* **DIRECTIONS**
What is needed is an exact copy of every entry.

***** MATERIAL SUPPLIED

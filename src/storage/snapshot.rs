//! 研究结果快照
//!
//! 将完成的 `ResearchRecord` 以 JSON 文件形式保存。写入失败只记录日志，
//! 不影响研究运行的状态。

use async_trait::async_trait;
use std::path::{Path, PathBuf};
use tracing::{info, warn};

use crate::config::StorageConfig;
use crate::error::{AppError, Result};
use crate::models::ResearchRecord;

/// 研究结果持久化接口
#[async_trait]
pub trait ResultSink: Send + Sync {
    /// 保存记录，返回写入位置
    async fn persist(&self, record: &ResearchRecord, filename: &str) -> Result<PathBuf>;
}

/// JSON 文件快照
#[derive(Debug, Clone)]
pub struct JsonFileSink {
    output_dir: PathBuf,
}

impl JsonFileSink {
    /// 创建快照写入器
    pub fn new(output_dir: impl Into<PathBuf>) -> Self {
        Self {
            output_dir: output_dir.into(),
        }
    }

    /// 根据配置创建，未启用时返回 None
    pub fn from_config(config: &StorageConfig) -> Option<Self> {
        config
            .enabled
            .then(|| Self::new(config.output_dir.clone()))
    }

    pub fn output_dir(&self) -> &Path {
        &self.output_dir
    }
}

#[async_trait]
impl ResultSink for JsonFileSink {
    async fn persist(&self, record: &ResearchRecord, filename: &str) -> Result<PathBuf> {
        if filename.contains(['/', '\\']) || filename.trim().is_empty() {
            return Err(AppError::Validation(format!(
                "invalid snapshot filename: {filename}"
            )));
        }

        tokio::fs::create_dir_all(&self.output_dir).await?;
        let path = self.output_dir.join(filename);
        let body = serde_json::to_vec_pretty(record)?;
        tokio::fs::write(&path, body).await?;

        info!("Saved research snapshot to {}", path.display());
        Ok(path)
    }
}

/// 尽力保存：失败只记录警告
pub async fn persist_best_effort(sink: &dyn ResultSink, record: &ResearchRecord) -> Option<PathBuf> {
    let filename = record.suggested_filename();
    match sink.persist(record, &filename).await {
        Ok(path) => Some(path),
        Err(e) => {
            warn!("Failed to save research snapshot {}: {}", filename, e);
            None
        }
    }
}

#[cfg(test)]
mod tests {
    use super::*;
    use crate::models::{Analysis, RecordMetadata, RunState, Visualization};
    use chrono::Utc;

    fn record() -> ResearchRecord {
        let now = Utc::now();
        ResearchRecord {
            id: "run-1".to_string(),
            query: "quantum computing breakthroughs".to_string(),
            state: RunState::Completed,
            error: None,
            hits: Vec::new(),
            analysis: Analysis::no_findings("quantum computing breakthroughs"),
            graph: Visualization::empty(),
            central_entities: Vec::new(),
            state_history: Vec::new(),
            started_at: now,
            finished_at: now,
            metadata: RecordMetadata {
                max_results: 10,
                depth: 2,
                hit_count: 0,
                entity_count: 0,
                degraded: false,
            },
        }
    }

    #[tokio::test]
    async fn test_persist_writes_pretty_json() {
        let dir = tempfile::TempDir::new().unwrap();
        let sink = JsonFileSink::new(dir.path().join("results"));
        let record = record();

        let path = sink
            .persist(&record, &record.suggested_filename())
            .await
            .unwrap();

        let text = std::fs::read_to_string(&path).unwrap();
        assert!(text.contains("\n  \"id\": \"run-1\""));
        let value: serde_json::Value = serde_json::from_str(&text).unwrap();
        assert_eq!(value["state"], "completed");
        assert!(
            path.file_name()
                .unwrap()
                .to_string_lossy()
                .starts_with("cot_research_")
        );
    }

    #[tokio::test]
    async fn test_rejects_path_traversal() {
        let dir = tempfile::TempDir::new().unwrap();
        let sink = JsonFileSink::new(dir.path());
        assert!(sink.persist(&record(), "../escape.json").await.is_err());
    }

    #[tokio::test]
    async fn test_best_effort_swallows_errors() {
        let dir = tempfile::TempDir::new().unwrap();
        // a regular file where the output directory should be
        let blocker = dir.path().join("blocked");
        std::fs::write(&blocker, b"x").unwrap();
        let sink = JsonFileSink::new(&blocker);

        assert!(persist_best_effort(&sink, &record()).await.is_none());
    }

    #[test]
    fn test_disabled_config() {
        let config = StorageConfig {
            enabled: false,
            ..StorageConfig::default()
        };
        assert!(JsonFileSink::from_config(&config).is_none());
    }
}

**********

* **SOLUTION TO THE PROBLEM**
filename src/storage/snapshot.rs
//! 研究结果快照
//!
//! 将完成的 `ResearchRecord` 以 JSON 文件形式保存。写入失败只记录日志，
//! 不影响研究运行的状态。

use async_trait::async_trait;
use std::path::{Path, PathBuf};
use tracing::{info, warn};

use crate::config::StorageConfig;
use crate::error::{AppError, Result};
use crate::models::ResearchRecord;

/// 研究结果持久化接口
#[async_trait]
pub trait ResultSink: Send + Sync {
    /// 保存记录，返回写入位置
    async fn persist(&self, record: &ResearchRecord, filename: &str) -> Result<PathBuf>;
}

/// JSON 文件快照
#[derive(Debug, Clone)]
pub struct JsonFileSink {
    output_dir: PathBuf,
}

impl JsonFileSink {
    /// 创建快照写入器
    pub fn new(output_dir: impl Into<PathBuf>) -> Self {
        Self {
            output_dir: output_dir.into(),
        }
    }

    /// 根据配置创建，未启用时返回 None
    pub fn from_config(config: &StorageConfig) -> Option<Self> {
        config
            .enabled
            .then(|| Self::new(config.output_dir.clone()))
    }

    pub fn output_dir(&self) -> &Path {
        &self.output_dir
    }
}

#[async_trait]
impl ResultSink for JsonFileSink {
    async fn persist(&self, record: &ResearchRecord, filename: &str) -> Result<PathBuf> {
        if filename.contains(['/', '\\']) || filename.trim().is_empty() {
            return Err(AppError::Validation(format!(
                "invalid snapshot filename: {filename}"
            )));
        }

        tokio::fs::create_dir_all(&self.output_dir).await?;
        let path = self.output_dir.join(filename);
        let body = serde_json::to_vec_pretty(record)?;
        tokio::fs::write(&path, body).await?;

        info!("Saved research snapshot to {}", path.display());
        Ok(path)
    }
}

/// 尽力保存：失败只记录警告
pub async fn persist_best_effort(sink: &dyn ResultSink, record: &ResearchRecord) -> Option<PathBuf> {
    let filename = record.suggested_filename();
    match sink.persist(record, &filename).await {
        Ok(path) => Some(path),
        Err(e) => {
            warn!("Failed to save research snapshot {}: {}", filename, e);
            None
        }
    }
}

#[cfg(test)]
mod tests {
    use super::*;
    use crate::models::{Analysis, RecordMetadata, RunState, Visualization};
    use chrono::Utc;

    fn record() -> ResearchRecord {
        let now = Utc::now();
        ResearchRecord {
            id: "run-1".to_string(),
            query: "quantum computing breakthroughs".to_string(),
            state: RunState::Completed,
            error: None,
            hits: Vec::new(),
            analysis: Analysis::no_findings("quantum computing breakthroughs"),
            graph: Visualization::empty(),
            central_entities: Vec::new(),
            state_history: Vec::new(),
            started_at: now,
            finished_at: now,
            metadata: RecordMetadata {
                max_results: 10,
                depth: 2,
                hit_count: 0,
                entity_count: 0,
                degraded: false,
            },
        }
    }

    #[tokio::test]
    async fn test_persist_writes_pretty_json() {
        let dir = tempfile::TempDir::new().unwrap();
        let sink = JsonFileSink::new(dir.path().join("results"));
        let record = record();

        let path = sink
            .persist(&record, &record.suggested_filename())
            .await
            .unwrap();

        let text = std::fs::read_to_string(&path).unwrap();
        assert!(text.contains("\n  \"id\": \"run-1\""));
        let value: serde_json::Value = serde_json::from_str(&text).unwrap();
        assert_eq!(value["state"], "completed");
        assert!(
            path.file_name()
                .unwrap()
                .to_string_lossy()
                .starts_with("cot_research_")
        );
    }

    #[tokio::test]
    async fn test_rejects_path_traversal() {
        let dir = tempfile::TempDir::new().unwrap();
        let sink = JsonFileSink::new(dir.path());
        assert!(sink.persist(&record(), "../escape.json").await.is_err());
    }

    #[tokio::test]
    async fn test_best_effort_swallows_errors() {
        let dir = tempfile::TempDir::new().unwrap();
        // a regular file where the output directory should be
        let blocker = dir.path().join("blocked");
        std::fs::write(&blocker, b"x").unwrap();
        let sink = JsonFileSink::new(&blocker);

        assert!(persist_best_effort(&sink, &record()).await.is_none());
    }

    #[test]
    fn test_disabled_config() {
        let config = StorageConfig {
            enabled: false,
            ..StorageConfig::default()
        };
        assert!(JsonFileSink::from_config(&config).is_none());
    }
}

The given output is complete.